Saturday, 20 February 2010

Co-ops need a level playing field, not handouts

As previously reported and welcomed on this blog, the government is giving profile co-operative ideals a way never before considered, as argued in this piece in the Guardian.

It’s a big idea, whose time has clearly come, and I endorse it wholeheartedly. However, I was concerned by the tone of the article, which talked about “pumping resources” and “financial support” for Co-operatives.

Whoa, there. That, for me, is not what Co-ops are all about and I’m sure it’s not what they themselves are suggesting. The proud tradition of Co-ops is to reinvest profits: and to prioritise other important outcomes like employment, quality and fairness.

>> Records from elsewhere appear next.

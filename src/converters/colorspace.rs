//! Pixel format conversion (colorspace conversion).
//!
//! Converts between planar I420, GRAY8 and every packed 8-bit RGB-family
//! tag using BT.601 fixed-point math (coefficients scaled by 1024).

use crate::error::{Error, Result};
use crate::format::{PixelFormatTag, VideoInfo};
use crate::vision::imgproc::ChannelOrder;

/// Whether [`ColorConvert`] can read and write `tag`.
pub fn is_convertible(tag: PixelFormatTag) -> bool {
    matches!(tag, PixelFormatTag::I420 | PixelFormatTag::Gray8) || ChannelOrder::of(tag).is_some()
}

/// How one packed pixel is laid out.
#[derive(Clone, Copy, Debug)]
enum Packing {
    Gray,
    Color {
        order: ChannelOrder,
        bpp: usize,
        pad: Option<usize>,
    },
}

impl Packing {
    fn of(tag: PixelFormatTag) -> Option<Self> {
        if tag == PixelFormatTag::Gray8 {
            return Some(Self::Gray);
        }
        let order = ChannelOrder::of(tag)?;
        let bpp = tag.frame_size(1, 1);
        // The padding/alpha byte is whichever index the color channels don't use.
        let pad = (bpp == 4).then(|| 6 - (order.r + order.g + order.b));
        Some(Self::Color { order, bpp, pad })
    }

    fn bpp(self) -> usize {
        match self {
            Self::Gray => 1,
            Self::Color { bpp, .. } => bpp,
        }
    }

    #[inline]
    fn read(self, px: &[u8]) -> (u8, u8, u8) {
        match self {
            Self::Gray => (px[0], px[0], px[0]),
            Self::Color { order, .. } => (px[order.r], px[order.g], px[order.b]),
        }
    }

    #[inline]
    fn write(self, px: &mut [u8], (r, g, b): (u8, u8, u8)) {
        match self {
            Self::Gray => px[0] = rgb_to_yuv(r, g, b).0,
            Self::Color { order, pad, .. } => {
                px[order.r] = r;
                px[order.g] = g;
                px[order.b] = b;
                if let Some(a) = pad {
                    px[a] = 255;
                }
            }
        }
    }
}

#[inline]
fn yuv_to_rgb(y: u8, u: u8, v: u8) -> (u8, u8, u8) {
    let y = y as i32;
    let u = u as i32 - 128;
    let v = v as i32 - 128;
    let r = y + ((1436 * v) >> 10);
    let g = y - ((352 * u + 731 * v) >> 10);
    let b = y + ((1815 * u) >> 10);
    (
        r.clamp(0, 255) as u8,
        g.clamp(0, 255) as u8,
        b.clamp(0, 255) as u8,
    )
}

#[inline]
fn rgb_to_yuv(r: u8, g: u8, b: u8) -> (u8, u8, u8) {
    let (r, g, b) = (r as i32, g as i32, b as i32);
    let y = ((306 * r + 601 * g + 117 * b) >> 10).clamp(0, 255);
    let u = (((-173 * r - 339 * g + 512 * b) >> 10) + 128).clamp(0, 255);
    let v = (((512 * r - 429 * g - 83 * b) >> 10) + 128).clamp(0, 255);
    (y as u8, u as u8, v as u8)
}

/// Converts frames of one fixed size from one format to another.
#[derive(Debug, Clone, Copy)]
pub struct ColorConvert {
    input: VideoInfo,
    output: VideoInfo,
}

impl ColorConvert {
    /// Create a converter from `input` to `output` tag at the same size.
    pub fn new(input: VideoInfo, output: PixelFormatTag) -> Result<Self> {
        for tag in [input.tag, output] {
            if !is_convertible(tag) {
                return Err(Error::UnsupportedFormat(format!("cannot convert {tag}")));
            }
        }
        if input.width == 0 || input.height == 0 {
            return Err(Error::Config("width and height must be non-zero".into()));
        }
        let yuv = input.tag == PixelFormatTag::I420 || output == PixelFormatTag::I420;
        if yuv && (input.width % 2 != 0 || input.height % 2 != 0) {
            return Err(Error::Config("I420 requires even width and height".into()));
        }
        Ok(Self {
            input,
            output: VideoInfo::new(output, input.width, input.height),
        })
    }

    /// Input description.
    pub fn input(&self) -> VideoInfo {
        self.input
    }

    /// Output description.
    pub fn output(&self) -> VideoInfo {
        self.output
    }

    /// Convert one frame.
    pub fn convert(&self, input: &[u8], output: &mut [u8]) -> Result<()> {
        let need_in = self.input.frame_size();
        let need_out = self.output.frame_size();
        if input.len() < need_in || output.len() < need_out {
            return Err(Error::InvalidFrame(format!(
                "{} -> {}: got {} / {} bytes, need {need_in} / {need_out}",
                self.input.tag,
                self.output.tag,
                input.len(),
                output.len()
            )));
        }
        let (input, output) = (&input[..need_in], &mut output[..need_out]);

        match (Packing::of(self.input.tag), Packing::of(self.output.tag)) {
            _ if self.input.tag == self.output.tag => output.copy_from_slice(input),
            (None, Some(dst)) => self.from_i420(input, output, dst),
            (Some(src), None) => self.to_i420(input, output, src),
            (Some(src), Some(dst)) => {
                for (s, d) in input
                    .chunks_exact(src.bpp())
                    .zip(output.chunks_exact_mut(dst.bpp()))
                {
                    dst.write(d, src.read(s));
                }
            }
            (None, None) => unreachable!("I420 to I420 is a copy"),
        }
        Ok(())
    }

    fn from_i420(&self, input: &[u8], output: &mut [u8], dst: Packing) {
        let (w, h) = (self.input.width as usize, self.input.height as usize);
        let cw = w / 2;
        let (y_plane, chroma) = input.split_at(w * h);
        let (u_plane, v_plane) = chroma.split_at(cw * (h / 2));
        let bpp = dst.bpp();

        for row in 0..h {
            for col in 0..w {
                let c = (row / 2) * cw + col / 2;
                let rgb = yuv_to_rgb(y_plane[row * w + col], u_plane[c], v_plane[c]);
                let i = (row * w + col) * bpp;
                dst.write(&mut output[i..i + bpp], rgb);
            }
        }
    }

    fn to_i420(&self, input: &[u8], output: &mut [u8], src: Packing) {
        let (w, h) = (self.input.width as usize, self.input.height as usize);
        let cw = w / 2;
        let (y_plane, chroma) = output.split_at_mut(w * h);
        let (u_plane, v_plane) = chroma.split_at_mut(cw * (h / 2));
        let bpp = src.bpp();

        for row in (0..h).step_by(2) {
            for col in (0..w).step_by(2) {
                let (mut u_sum, mut v_sum) = (0u32, 0u32);
                for (dy, dx) in [(0, 0), (0, 1), (1, 0), (1, 1)] {
                    let p = (row + dy) * w + col + dx;
                    let (r, g, b) = src.read(&input[p * bpp..(p + 1) * bpp]);
                    let (y, u, v) = rgb_to_yuv(r, g, b);
                    y_plane[p] = y;
                    u_sum += u as u32;
                    v_sum += v as u32;
                }
                let c = (row / 2) * cw + col / 2;
                u_plane[c] = (u_sum / 4) as u8;
                v_plane[c] = (v_sum / 4) as u8;
            }
        }
    }
}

But it’s not to take handouts from government. Co-ops need to be competitive, for the obvious reason that they compete directly in the marketplace with companies which are not co-ops. If they don’t, they and the movement die – it’s a basic principle of the co-operative world.

But it’s not about state subsidies, like Tony Benn did briefly with Triumph Meridian in the 70s – that just creates wrong incentives and ultimately harms the fine name of co-operatives. What we need is proper legislation which creates a level playing field for Co-ops, a process started by the snappily-titled Co-operative & Community Benefit Societies & Credit Unions Bill currently going through Parliament.

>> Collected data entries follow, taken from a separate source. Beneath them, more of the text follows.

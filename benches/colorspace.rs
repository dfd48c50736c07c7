//! Benchmarks for colorspace conversion.
//!
//! Run with:
//!   cargo bench -- colorspace

use criterion::{BenchmarkId, Criterion, Throughput, criterion_group, criterion_main};
use visionpipe::converters::ColorConvert;
use visionpipe::format::{PixelFormatTag, VideoInfo};

/// Common resolutions to benchmark
const RESOLUTIONS: &[(u32, u32, &str)] = &[
    (640, 480, "VGA"),
    (1280, 720, "720p"),
    (1920, 1080, "1080p"),
];

/// I420 frame with a luma gradient and neutral chroma.
fn i420_frame(width: u32, height: u32) -> Vec<u8> {
    let mut input = vec![0u8; PixelFormatTag::I420.frame_size(width, height)];
    let y_size = (width * height) as usize;
    for (i, px) in input[..y_size].iter_mut().enumerate() {
        *px = ((i * 255) / y_size) as u8;
    }
    input[y_size..].fill(128);
    input
}

fn bench_i420_to_rgb(c: &mut Criterion) {
    let mut group = c.benchmark_group("i420_to_rgb");

    for &(width, height, name) in RESOLUTIONS {
        let input = i420_frame(width, height);
        let mut output = vec![0u8; PixelFormatTag::Rgb.frame_size(width, height)];
        group.throughput(Throughput::Bytes(input.len() as u64));

        let converter = ColorConvert::new(
            VideoInfo::new(PixelFormatTag::I420, width, height),
            PixelFormatTag::Rgb,
        )
        .expect("Failed to create converter");

        group.bench_with_input(BenchmarkId::new("convert", name), &input, |b, input| {
            b.iter(|| {
                converter.convert(input, &mut output).unwrap();
            });
        });
    }

    group.finish();
}

fn bench_rgb_to_i420(c: &mut Criterion) {
    let mut group = c.benchmark_group("rgb_to_i420");

    for &(width, height, name) in RESOLUTIONS {
        let input: Vec<u8> = (0..PixelFormatTag::Rgb.frame_size(width, height))
            .map(|i| (i % 251) as u8)
            .collect();
        let mut output = vec![0u8; PixelFormatTag::I420.frame_size(width, height)];
        group.throughput(Throughput::Bytes(input.len() as u64));

        let converter = ColorConvert::new(
            VideoInfo::new(PixelFormatTag::Rgb, width, height),
            PixelFormatTag::I420,
        )
        .expect("Failed to create converter");

        group.bench_with_input(BenchmarkId::new("convert", name), &input, |b, input| {
            b.iter(|| {
                converter.convert(input, &mut output).unwrap();
            });
        });
    }

    group.finish();
}

fn bench_packed_swizzle(c: &mut Criterion) {
    let mut group = c.benchmark_group("packed_swizzle");
    let (width, height) = (1280, 720);

    for (from, to) in [
        (PixelFormatTag::Rgb, PixelFormatTag::Bgrx),
        (PixelFormatTag::Rgba, PixelFormatTag::Rgb),
        (PixelFormatTag::Gray8, PixelFormatTag::Rgb),
    ] {
        let input = vec![90u8; from.frame_size(width, height)];
        let mut output = vec![0u8; to.frame_size(width, height)];
        group.throughput(Throughput::Bytes(input.len() as u64));

        let converter = ColorConvert::new(VideoInfo::new(from, width, height), to)
            .expect("Failed to create converter");

        group.bench_with_input(
            BenchmarkId::new("convert", format!("{from}->{to}")),
            &input,
            |b, input| {
                b.iter(|| {
                    converter.convert(input, &mut output).unwrap();
                });
            },
        );
    }

    group.finish();
}

criterion_group!(
    benches,
    bench_i420_to_rgb,
    bench_rgb_to_i420,
    bench_packed_swizzle
);
criterion_main!(benches);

And that won’t cost the government a penny in ongoing support, will protect Co-ops’ good name with their supporter base (which is far wider than just the Labour Party), and maintain their proud tradition of standing on their own two feet.

Now that's co-operation.

4 comments:

  1. Hang on a minute, the state gives massive handouts to profit-maximising firms.

    Co-ops have a harder time competing because they tend to internalise environmental and social costs which capitalist firms don't.

    Tony Benn's attempt to support the abortive worker co-ops of the 70s was an admirable experiment - better than leaving firms to go bust like Rover in 2005, or plants to close like Vestas in 2009 and TCP in 2010!

    I note you've not commented on the Tory plans re: co-ops in the public sector, which would also require state subsidy.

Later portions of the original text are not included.